Una querida amiga de más de 90 años es mi modelo a seguir y me ayuda a tener los pies sobre la tierra. Cuando le pregunté si me acompañaría en un viaje al extranjero, me dijo: “Gracias, pero ya no estoy para el nivel de actividad que implica”.
Me prometí dejar de hablar con quien quiera escuchar sobre mis dolores, molestias y achaques, lo que Petrow llamó el “recital de órganos”. No proporciona alivio; de hecho, puede incluso empeorar el dolor. En lugar de infundir empatía, el “recital de órganos” probablemente aleje a la mayoría de la gente, especialmente a los jóvenes.
Y yo aprecio a mis amigos jóvenes que me mantienen joven de espíritu y centrada en cuestiones importantes para mis hijos y nietos y el mundo que heredarán. Ellos, a su vez, dicen que valoran la información y la sabiduría que puedo ofrecer.
También me esfuerzo por decir algo halagador o alegre a un desconocido cada día. Eso alegra la vida de ambos y me ayuda a centrarme en la belleza que me rodea. Pero mi consejo más valioso: vive cada día como si fuera el último, con un ojo puesto en el futuro por si no lo es, una lección que aprendí de adolescente cuando mi madre murió de cáncer a los 49 años. Su muerte me acostumbró a las pérdidas catastróficas, que manejo mejor que las pequeñas.

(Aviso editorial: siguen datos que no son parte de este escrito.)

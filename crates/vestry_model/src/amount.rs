//! Money amounts in integer minor units.

use serde::{Deserialize, Serialize};
use std::fmt;
use std::str::FromStr;
use thiserror::Error;

/// Number of minor units per major unit (cents per whole currency unit).
const MINOR_PER_MAJOR: i64 = 100;

/// A currency amount stored as integer minor units.
///
/// Balance arithmetic never uses floating point, so repeated
/// apply/revert cycles cannot accumulate drift. Transaction amounts
/// are non-negative magnitudes; account balances may go negative.
///
/// # Example
///
/// ```
/// use vestry_model::Amount;
///
/// let price: Amount = "12.34".parse().unwrap();
/// assert_eq!(price.minor(), 1234);
/// assert_eq!(price.to_string(), "12.34");
/// ```
#[derive(
    Debug, Clone, Copy, PartialEq, Eq, PartialOrd, Ord, Hash, Serialize, Deserialize, Default,
)]
#[serde(transparent)]
pub struct Amount(i64);

impl Amount {
    /// The zero amount.
    pub const ZERO: Amount = Amount(0);

    /// Creates an amount from minor units (cents).
    #[must_use]
    pub const fn from_minor(minor: i64) -> Self {
        Self(minor)
    }

    /// Creates an amount from whole major units.
    ///
    /// Returns `None` if the value overflows.
    #[must_use]
    pub const fn from_major(major: i64) -> Option<Self> {
        match major.checked_mul(MINOR_PER_MAJOR) {
            Some(minor) => Some(Self(minor)),
            None => None,
        }
    }

    /// Returns the amount in minor units.
    #[must_use]
    pub const fn minor(self) -> i64 {
        self.0
    }

    /// Returns true if the amount is strictly negative.
    #[must_use]
    pub const fn is_negative(self) -> bool {
        self.0 < 0
    }

    /// Returns true if the amount is zero.
    #[must_use]
    pub const fn is_zero(self) -> bool {
        self.0 == 0
    }

    /// Checked addition of two amounts.
    #[must_use]
    pub const fn checked_add(self, other: Amount) -> Option<Amount> {
        match self.0.checked_add(other.0) {
            Some(minor) => Some(Amount(minor)),
            None => None,
        }
    }

    /// Checked subtraction of two amounts.
    #[must_use]
    pub const fn checked_sub(self, other: Amount) -> Option<Amount> {
        match self.0.checked_sub(other.0) {
            Some(minor) => Some(Amount(minor)),
            None => None,
        }
    }

    /// Checked addition of a signed minor-unit delta.
    ///
    /// This is the entry point the ledger uses to apply balance
    /// effects.
    #[must_use]
    pub const fn checked_add_minor(self, delta: i64) -> Option<Amount> {
        match self.0.checked_add(delta) {
            Some(minor) => Some(Amount(minor)),
            None => None,
        }
    }
}

impl fmt::Display for Amount {
    fn fmt(&self, f: &mut fmt::Formatter<'_>) -> fmt::Result {
        let abs = self.0.unsigned_abs();
        let sign = if self.0 < 0 { "-" } else { "" };
        write!(
            f,
            "{sign}{}.{:02}",
            abs / MINOR_PER_MAJOR as u64,
            abs % MINOR_PER_MAJOR as u64
        )
    }
}

/// Errors produced when parsing a decimal amount string.
#[derive(Error, Debug, Clone, PartialEq, Eq)]
pub enum AmountParseError {
    /// The input is not a decimal number.
    #[error("malformed amount: {0:?}")]
    Malformed(String),

    /// More than two decimal places were supplied.
    #[error("amount {0:?} has more than two decimal places")]
    TooPrecise(String),

    /// The value does not fit in 64-bit minor units.
    #[error("amount {0:?} is out of range")]
    OutOfRange(String),
}

impl FromStr for Amount {
    type Err = AmountParseError;

    fn from_str(s: &str) -> Result<Self, Self::Err> {
        let input = s.trim();
        let (negative, rest) = match input.strip_prefix('-') {
            Some(rest) => (true, rest),
            None => (false, input),
        };

        let (whole, frac) = match rest.split_once('.') {
            Some((whole, frac)) => (whole, frac),
            None => (rest, ""),
        };

        if whole.is_empty() && frac.is_empty() {
            return Err(AmountParseError::Malformed(s.to_string()));
        }
        if frac.len() > 2 {
            return Err(AmountParseError::TooPrecise(s.to_string()));
        }
        if !whole.chars().all(|c| c.is_ascii_digit())
            || !frac.chars().all(|c| c.is_ascii_digit())
        {
            return Err(AmountParseError::Malformed(s.to_string()));
        }

        let whole: i64 = if whole.is_empty() {
            0
        } else {
            whole
                .parse()
                .map_err(|_| AmountParseError::OutOfRange(s.to_string()))?
        };

        let mut minor_part: i64 = if frac.is_empty() {
            0
        } else {
            frac.parse()
                .map_err(|_| AmountParseError::Malformed(s.to_string()))?
        };
        if frac.len() == 1 {
            minor_part *= 10;
        }

        let minor = whole
            .checked_mul(MINOR_PER_MAJOR)
            .and_then(|m| m.checked_add(minor_part))
            .ok_or_else(|| AmountParseError::OutOfRange(s.to_string()))?;

        Ok(Amount(if negative { -minor } else { minor }))
    }
}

Lo más difícil en el futuro será manejar. Cuando tenía unos 70 años, mis hijos empezaron a pedirme que dejara de conducir simplemente por mi edad. No había tenido ningún accidente, ni siquiera casi accidentes, ni me habían puesto una multa por una infracción de tráfico. Aun así, me subieron el seguro de responsabilidad civil (OK, dije, si les hace sentir mejor). Y, para quitármelos de encima, dejé mi minivan de diez años y la sustituí por uno de los carros más seguros de la carretera, un Subaru Outback.

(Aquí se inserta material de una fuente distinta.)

//! File-based storage backend for persistent snapshots.

use crate::backend::StoreBackend;
use crate::error::StoreResult;
use std::fs::{self, File};
use std::io::{ErrorKind, Write};
use std::path::{Path, PathBuf};

/// A file-based snapshot backend.
///
/// Saves write to a sibling temporary file, fsync it, and rename it
/// over the target path, so a crash mid-save leaves either the old
/// snapshot or the new one, never a torn file.
///
/// # Example
///
/// ```no_run
/// use vestry_store::{FileBackend, StoreBackend};
/// use std::path::Path;
///
/// let mut backend = FileBackend::open(Path::new("books.vestry")).unwrap();
/// backend.save(b"snapshot").unwrap();
/// ```
#[derive(Debug)]
pub struct FileBackend {
    path: PathBuf,
    tmp_path: PathBuf,
}

impl FileBackend {
    /// Creates a backend for the given snapshot path.
    ///
    /// The file does not need to exist yet; the first `load` then
    /// returns `None`.
    ///
    /// # Errors
    ///
    /// Returns an error if the path has no valid file name.
    pub fn open(path: &Path) -> StoreResult<Self> {
        let mut tmp_name = path
            .file_name()
            .ok_or_else(|| {
                std::io::Error::new(ErrorKind::InvalidInput, "snapshot path has no file name")
            })?
            .to_os_string();
        tmp_name.push(".tmp");

        Ok(Self {
            path: path.to_path_buf(),
            tmp_path: path.with_file_name(tmp_name),
        })
    }

    /// Like [`FileBackend::open`], creating parent directories first.
    ///
    /// # Errors
    ///
    /// Returns an error if the directories cannot be created.
    pub fn open_with_create_dirs(path: &Path) -> StoreResult<Self> {
        if let Some(parent) = path.parent() {
            if !parent.as_os_str().is_empty() {
                fs::create_dir_all(parent)?;
            }
        }
        Self::open(path)
    }

    /// Returns the snapshot path.
    #[must_use]
    pub fn path(&self) -> &Path {
        &self.path
    }
}

impl StoreBackend for FileBackend {
    fn load(&self) -> StoreResult<Option<Vec<u8>>> {
        match fs::read(&self.path) {
            Ok(bytes) => Ok(Some(bytes)),
            Err(err) if err.kind() == ErrorKind::NotFound => Ok(None),
            Err(err) => Err(err.into()),
        }
    }

    fn save(&mut self, bytes: &[u8]) -> StoreResult<()> {
        let mut file = File::create(&self.tmp_path)?;
        file.write_all(bytes)?;
        file.sync_all()?;
        drop(file);

        fs::rename(&self.tmp_path, &self.path)?;
        Ok(())
    }
}

#[cfg(test)]
mod tests {
    use super::*;
    use tempfile::TempDir;

    #[test]
    fn load_before_first_save_is_none() {
        let dir = TempDir::new().unwrap();
        let backend = FileBackend::open(&dir.path().join("books.vestry")).unwrap();
        assert!(backend.load().unwrap().is_none());
    }

    #[test]
    fn save_then_load_roundtrips() {
        let dir = TempDir::new().unwrap();
        let path = dir.path().join("books.vestry");

        let mut backend = FileBackend::open(&path).unwrap();
        backend.save(b"snapshot one").unwrap();
        assert_eq!(backend.load().unwrap().unwrap(), b"snapshot one");

        backend.save(b"snapshot two").unwrap();
        assert_eq!(backend.load().unwrap().unwrap(), b"snapshot two");
    }

    #[test]
    fn survives_reopen() {
        let dir = TempDir::new().unwrap();
        let path = dir.path().join("books.vestry");

        let mut backend = FileBackend::open(&path).unwrap();
        backend.save(b"durable").unwrap();
        drop(backend);

        let backend = FileBackend::open(&path).unwrap();
        assert_eq!(backend.load().unwrap().unwrap(), b"durable");
    }

    #[test]
    fn save_leaves_no_temp_file() {
        let dir = TempDir::new().unwrap();
        let path = dir.path().join("books.vestry");

        let mut backend = FileBackend::open(&path).unwrap();
        backend.save(b"clean").unwrap();

        let entries: Vec<_> = fs::read_dir(dir.path())
            .unwrap()
            .map(|e| e.unwrap().file_name())
            .collect();
        assert_eq!(entries, vec![std::ffi::OsString::from("books.vestry")]);
    }

    #[test]
    fn create_dirs_variant_builds_parents() {
        let dir = TempDir::new().unwrap();
        let path = dir.path().join("nested/deeper/books.vestry");

        let mut backend = FileBackend::open_with_create_dirs(&path).unwrap();
        backend.save(b"nested").unwrap();
        assert_eq!(backend.load().unwrap().unwrap(), b"nested");
    }
}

Al igual que muchos otros autos del mercado, el Subaru cuenta con varios accesorios de protección que compensan la disminución de los sentidos y la lentitud de reacción que acompañan al envejecimiento. Me avisa cuando se acerca un carro, una bicicleta o un peatón al salir de un estacionamiento. Se detiene en seco cuando algo aparece o se detiene repentinamente frente a mí. Si giro la cabeza para ver algo, parpadea “Mantenga la vista en la carretera”.

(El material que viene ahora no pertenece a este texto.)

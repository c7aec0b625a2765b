//! # Vestry Core
//!
//! The state facade over the local store and the sync engine.
//!
//! [`Books`] is the single entry point an application (or the CLI)
//! talks to: it validates drafts, computes balance effects through
//! `vestry_ledger`, commits each operation as one atomic store batch,
//! keeps an in-memory view of the three collections, and nudges the
//! background scheduler after every local change.
//!
//! All collaborators are injected at construction: the store backend,
//! the remote client, the sync configuration, and a [`Clock`]. There
//! are no global singletons, which keeps every test hermetic.

#![deny(unsafe_code)]
#![warn(missing_docs)]

mod books;
mod clock;
mod error;

pub use books::{AccountDraft, Books, CategoryDraft, TransactionDraft};
pub use clock::{Clock, SystemClock};
pub use error::{BooksError, BooksResult};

También estoy empezando a enfrentarme a otro problema agobiante especialmente común entre quienes han vivido mucho tiempo en un mismo lugar: el desorden. Tengo un miedo latente a “quedarme sin” cosas y por eso compro y guardo crónicamente más que suficiente de todo. Mi difunto marido decía que nuestra casa era un refugio antiaéreo que podía mantenernos durante un año. También soy terrible a la hora de deshacerme de objetos que algún día pueden ser útiles. Me dijo que le recordaba a una anciana que conocía que guardaba trozos de cuerdas “demasiado pequeños para usarlos”. Estoy tomando a pecho su consejo. Deséame suerte.